I would prefer to use InDesign, but here I'll show a solution for Illustrator. I'll make a grid of tight fitting artboards. This could be done in InDesign as well, but InDesign spreads can only contain 10 pages and you might sometimes need more.

First you need to find a fitting page size. Find out the print area of your printer. Subtract 6 mm from each dimension to make room for 3 mm bleed and subtract an additional 4 mm from each dimension to make room for 2 mm crop marks.

On an A3 (297×420 mm) you might be able to print 287×410 mm (a 5 mm margin). Then we'll subtract 6 mm for bleed and 4 mm for crop marks and we get 277×400 mm.

In Illustrator, create a new document with the number of artboards you need. Here I'm making 16 artboards in 4 columns.

Set Spacing to 0 mm and make sure to set Bleed to 0 mm as well.

Now you have a document that looks like this.

Enter File > Document Setup and set Bleed to 3 mm.

Now your document should look like this, with the bleeds overlapping the neighboring pages.

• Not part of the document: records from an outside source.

//! # Domain Types
//!
//! Core domain types shared by the stores and the presentation layer.
//!
//! ## Type Overview
//! ```text
//! ┌─────────────────────────────────────────────────────────────────────────┐
//! │                         Domain Types                                    │
//! │                                                                         │
//! │  ┌─────────────────┐   ┌─────────────────┐   ┌─────────────────┐       │
//! │  │    Product      │   │    CartLine     │   │   AboutInfo     │       │
//! │  │  ─────────────  │   │  ─────────────  │   │  ─────────────  │       │
//! │  │  id (timestamp) │◄──│  product (copy) │   │  companyName    │       │
//! │  │  name, price    │   │  quantity (>0)  │   │  contact info   │       │
//! │  │  images         │   └─────────────────┘   │  specialties[]  │       │
//! │  │  category       │                         └─────────────────┘       │
//! │  │  featured       │                                                    │
//! │  └─────────────────┘                                                    │
//! │                                                                         │
//! │  Inputs:  NewProduct (add), ProductPatch / AboutInfoPatch (update)      │
//! └─────────────────────────────────────────────────────────────────────────┘
//! ```
//!
//! ## Wire Format
//! Every type serializes with camelCase field names (`createdAt`,
//! `companyName`, `workingHours`), the shape stored in the persisted
//! snapshots.

use chrono::{DateTime, Utc};
use serde::{Deserialize, Serialize};
use ts_rs::TS;

use crate::money::Money;

// =============================================================================
// Product
// =============================================================================

/// A product listed in the storefront catalog.
#[derive(Debug, Clone, PartialEq, Serialize, Deserialize, TS)]
#[serde(rename_all = "camelCase")]
#[ts(export)]
pub struct Product {
    /// Unique identifier, generated from the creation timestamp.
    /// Immutable after creation.
    pub id: String,

    /// Display name.
    pub name: String,

    /// Long description shown on the detail page.
    pub description: String,

    /// Price in paise.
    pub price: Money,

    /// Image URLs or `data:image/...` URLs, first one is the thumbnail.
    pub images: Vec<String>,

    /// Free-text category ("Idols", "Garlands", ...).
    pub category: String,

    /// Free-text seller name.
    pub seller: String,

    /// When the product was added to the catalog.
    #[ts(as = "String")]
    pub created_at: DateTime<Utc>,

    /// Shown on the home page and badged in listings.
    pub featured: bool,
}

impl Product {
    /// Builds a product from creation input plus the generated identity.
    pub fn from_new(id: impl Into<String>, created_at: DateTime<Utc>, data: NewProduct) -> Self {
        Product {
            id: id.into(),
            name: data.name,
            description: data.description,
            price: data.price,
            images: data.images,
            category: data.category,
            seller: data.seller,
            created_at,
            featured: data.featured,
        }
    }

    /// Applies a partial update. `id` and `created_at` are not patchable.
    pub fn apply(&mut self, patch: ProductPatch) {
        let ProductPatch {
            name,
            description,
            price,
            images,
            category,
            seller,
            featured,
        } = patch;

        if let Some(name) = name {
            self.name = name;
        }
        if let Some(description) = description {
            self.description = description;
        }
        if let Some(price) = price {
            self.price = price;
        }
        if let Some(images) = images {
            self.images = images;
        }
        if let Some(category) = category {
            self.category = category;
        }
        if let Some(seller) = seller {
            self.seller = seller;
        }
        if let Some(featured) = featured {
            self.featured = featured;
        }
    }

    /// First image, used as the listing thumbnail.
    pub fn thumbnail(&self) -> Option<&str> {
        self.images.first().map(String::as_str)
    }

    /// The crossed-out "was" price on the detail page: price × 1.2, rounded
    /// to whole rupees.
    pub fn compare_at_price(&self) -> Money {
        self.price.scale_to_whole_rupees(6, 5)
    }
}

/// Input for creating a product: a [`Product`] without `id` / `created_at`.
#[derive(Debug, Clone, PartialEq, Serialize, Deserialize, TS)]
#[serde(rename_all = "camelCase")]
#[ts(export)]
pub struct NewProduct {
    pub name: String,
    pub description: String,
    pub price: Money,
    pub images: Vec<String>,
    pub category: String,
    pub seller: String,
    pub featured: bool,
}

/// Partial update for a product. `None` leaves the field untouched.
#[derive(Debug, Clone, Default, PartialEq, Serialize, Deserialize, TS)]
#[serde(rename_all = "camelCase", default)]
#[ts(export)]
pub struct ProductPatch {
    pub name: Option<String>,
    pub description: Option<String>,
    pub price: Option<Money>,
    pub images: Option<Vec<String>>,
    pub category: Option<String>,
    pub seller: Option<String>,
    pub featured: Option<bool>,
}

impl ProductPatch {
    /// Patch that only sets the featured flag.
    pub fn featured(featured: bool) -> Self {
        ProductPatch {
            featured: Some(featured),
            ..Default::default()
        }
    }

    /// Patch that only sets the price.
    pub fn price(price: Money) -> Self {
        ProductPatch {
            price: Some(price),
            ..Default::default()
        }
    }

    /// True when applying this patch changes nothing.
    pub fn is_empty(&self) -> bool {
        *self == ProductPatch::default()
    }
}

// =============================================================================
// Cart Line
// =============================================================================

/// One distinct product in the cart.
///
/// ## Snapshot Pattern
/// `product` is a full copy taken when the line was created, so later
/// catalog edits (price, name) do not change what is in the cart.
#[derive(Debug, Clone, PartialEq, Serialize, Deserialize, TS)]
#[serde(rename_all = "camelCase")]
#[ts(export)]
pub struct CartLine {
    /// Product copy at time of adding (frozen).
    pub product: Product,

    /// Always greater than zero while the line is in a cart.
    pub quantity: u32,
}

impl CartLine {
    /// Creates a line from a product and quantity.
    pub fn new(product: &Product, quantity: u32) -> Self {
        CartLine {
            product: product.clone(),
            quantity,
        }
    }

    /// Product id this line is keyed by.
    #[inline]
    pub fn product_id(&self) -> &str {
        &self.product.id
    }

    /// Unit price × quantity.
    #[inline]
    pub fn line_total(&self) -> Money {
        self.product.price * self.quantity
    }
}

// =============================================================================
// About Info
// =============================================================================

/// Placeholder text for a specialty added from the admin form.
pub const NEW_SPECIALTY_PLACEHOLDER: &str = "Enter new specialty here";

/// Company metadata shown on the About page. Exactly one exists.
#[derive(Debug, Clone, PartialEq, Eq, Serialize, Deserialize, TS)]
#[serde(rename_all = "camelCase")]
#[ts(export)]
pub struct AboutInfo {
    pub company_name: String,
    pub address: String,
    pub phone: String,
    pub email: String,
    pub description: String,
    pub working_hours: String,
    /// Display order is insertion order.
    pub specialties: Vec<String>,
    pub experience: String,
}

impl AboutInfo {
    /// Shallow-merges a patch into this record.
    pub fn apply(&mut self, patch: AboutInfoPatch) {
        let AboutInfoPatch {
            company_name,
            address,
            phone,
            email,
            description,
            working_hours,
            specialties,
            experience,
        } = patch;

        if let Some(v) = company_name {
            self.company_name = v;
        }
        if let Some(v) = address {
            self.address = v;
        }
        if let Some(v) = phone {
            self.phone = v;
        }
        if let Some(v) = email {
            self.email = v;
        }
        if let Some(v) = description {
            self.description = v;
        }
        if let Some(v) = working_hours {
            self.working_hours = v;
        }
        if let Some(v) = specialties {
            self.specialties = v;
        }
        if let Some(v) = experience {
            self.experience = v;
        }
    }

    /// Replaces the specialty at `index`. Returns `false` if out of range.
    pub fn set_specialty(&mut self, index: usize, value: impl Into<String>) -> bool {
        match self.specialties.get_mut(index) {
            Some(slot) => {
                *slot = value.into();
                true
            }
            None => false,
        }
    }

    /// Appends a specialty; `None` appends the placeholder text.
    pub fn push_specialty(&mut self, value: Option<String>) {
        self.specialties
            .push(value.unwrap_or_else(|| NEW_SPECIALTY_PLACEHOLDER.to_string()));
    }

    /// Removes the specialty at `index`.
    ///
    /// The last remaining specialty cannot be removed; returns `false` in
    /// that case or when `index` is out of range.
    pub fn remove_specialty(&mut self, index: usize) -> bool {
        if self.specialties.len() <= 1 || index >= self.specialties.len() {
            return false;
        }
        self.specialties.remove(index);
        true
    }
}

/// Partial update for [`AboutInfo`]. `None` leaves the field untouched.
#[derive(Debug, Clone, Default, PartialEq, Eq, Serialize, Deserialize, TS)]
#[serde(rename_all = "camelCase", default)]
#[ts(export)]
pub struct AboutInfoPatch {
    pub company_name: Option<String>,
    pub address: Option<String>,
    pub phone: Option<String>,
    pub email: Option<String>,
    pub description: Option<String>,
    pub working_hours: Option<String>,
    pub specialties: Option<Vec<String>>,
    pub experience: Option<String>,
}

/// A full record as a patch: the admin form submits every field at once.
impl From<AboutInfo> for AboutInfoPatch {
    fn from(info: AboutInfo) -> Self {
        AboutInfoPatch {
            company_name: Some(info.company_name),
            address: Some(info.address),
            phone: Some(info.phone),
            email: Some(info.email),
            description: Some(info.description),
            working_hours: Some(info.working_hours),
            specialties: Some(info.specialties),
            experience: Some(info.experience),
        }
    }
}

// =============================================================================
// Unit Tests
// =============================================================================

#[cfg(test)]
mod tests {
    use super::*;

    fn sample_product() -> Product {
        Product {
            id: "1".to_string(),
            name: "Premium Ganpati Idol - Large".to_string(),
            description: "Handcrafted idol".to_string(),
            price: Money::from_rupees(2500),
            images: vec!["https://example.com/idol.jpeg".to_string()],
            category: "Idols".to_string(),
            seller: "Sacred Arts".to_string(),
            created_at: Utc::now(),
            featured: true,
        }
    }

    fn sample_about() -> AboutInfo {
        AboutInfo {
            company_name: "K.D. Arts".to_string(),
            address: "addr".to_string(),
            phone: "phone".to_string(),
            email: "email".to_string(),
            description: "desc".to_string(),
            working_hours: "hours".to_string(),
            specialties: vec!["Idols".to_string(), "Garlands".to_string()],
            experience: "10 years".to_string(),
        }
    }

    #[test]
    fn test_product_patch_merges_only_set_fields() {
        let mut product = sample_product();
        let original = product.clone();

        product.apply(ProductPatch {
            name: Some("Idol - Medium".to_string()),
            price: Some(Money::from_rupees(1800)),
            ..Default::default()
        });

        assert_eq!(product.name, "Idol - Medium");
        assert_eq!(product.price, Money::from_rupees(1800));
        assert_eq!(product.id, original.id);
        assert_eq!(product.created_at, original.created_at);
        assert_eq!(product.category, original.category);
        assert!(product.featured);
    }

    #[test]
    fn test_empty_patch_is_noop() {
        let mut product = sample_product();
        let original = product.clone();
        let patch = ProductPatch::default();
        assert!(patch.is_empty());

        product.apply(patch);
        assert_eq!(product, original);
        assert!(!ProductPatch::featured(false).is_empty());
    }

    #[test]
    fn test_compare_at_price() {
        let product = sample_product();
        assert_eq!(product.compare_at_price(), Money::from_rupees(3000));
        assert_eq!(product.thumbnail(), Some("https://example.com/idol.jpeg"));
    }

    #[test]
    fn test_cart_line_total() {
        let line = CartLine::new(&sample_product(), 3);
        assert_eq!(line.product_id(), "1");
        assert_eq!(line.line_total(), Money::from_rupees(7500));
    }

    #[test]
    fn test_product_wire_format_is_camel_case() {
        let json = serde_json::to_value(sample_product()).unwrap();
        assert!(json.get("createdAt").is_some());
        assert_eq!(json["price"], 2500);

        let back: Product = serde_json::from_value(json).unwrap();
        assert_eq!(back.id, "1");
    }

    #[test]
    fn test_patch_deserializes_from_partial_json() {
        let patch: ProductPatch = serde_json::from_str(r#"{"featured": false}"#).unwrap();
        assert_eq!(patch, ProductPatch::featured(false));

        let patch: AboutInfoPatch = serde_json::from_str(r#"{"workingHours": "9-5"}"#).unwrap();
        assert_eq!(patch.working_hours.as_deref(), Some("9-5"));
        assert!(patch.company_name.is_none());
    }

    #[test]
    fn test_about_patch_shallow_merge() {
        let mut info = sample_about();
        info.apply(AboutInfoPatch {
            phone: Some("+91 98765 43210".to_string()),
            specialties: Some(vec!["Rangoli".to_string()]),
            ..Default::default()
        });

        assert_eq!(info.phone, "+91 98765 43210");
        assert_eq!(info.specialties, vec!["Rangoli".to_string()]);
        assert_eq!(info.company_name, "K.D. Arts");
    }

    #[test]
    fn test_full_record_patch_overwrites_everything() {
        let mut info = sample_about();
        let mut replacement = sample_about();
        replacement.company_name = "New Name".to_string();
        replacement.specialties.clear();

        info.apply(replacement.clone().into());
        assert_eq!(info, replacement);
    }

    #[test]
    fn test_specialty_editing() {
        let mut info = sample_about();

        assert!(info.set_specialty(1, "Marigold Garlands"));
        assert!(!info.set_specialty(5, "nope"));
        assert_eq!(info.specialties[1], "Marigold Garlands");

        info.push_specialty(None);
        assert_eq!(info.specialties[2], NEW_SPECIALTY_PLACEHOLDER);

        assert!(info.remove_specialty(0));
        assert!(info.remove_specialty(0));
        assert_eq!(info.specialties, vec![NEW_SPECIALTY_PLACEHOLDER.to_string()]);

        // The last specialty stays
        assert!(!info.remove_specialty(0));
        assert_eq!(info.specialties.len(), 1);
    }
}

Now you simply place the image or PDF you want to print and position it on the grid of pages as you want.

Use File > Save a Copy to save a PDF with Trim Marks (as Illustrator for some reasons calls it) and Bleed set to 3 mm.

Print the PDF at actual size (100%) and the tile with 3 mm bleed and 2 mm crop marks should fit within the printable area.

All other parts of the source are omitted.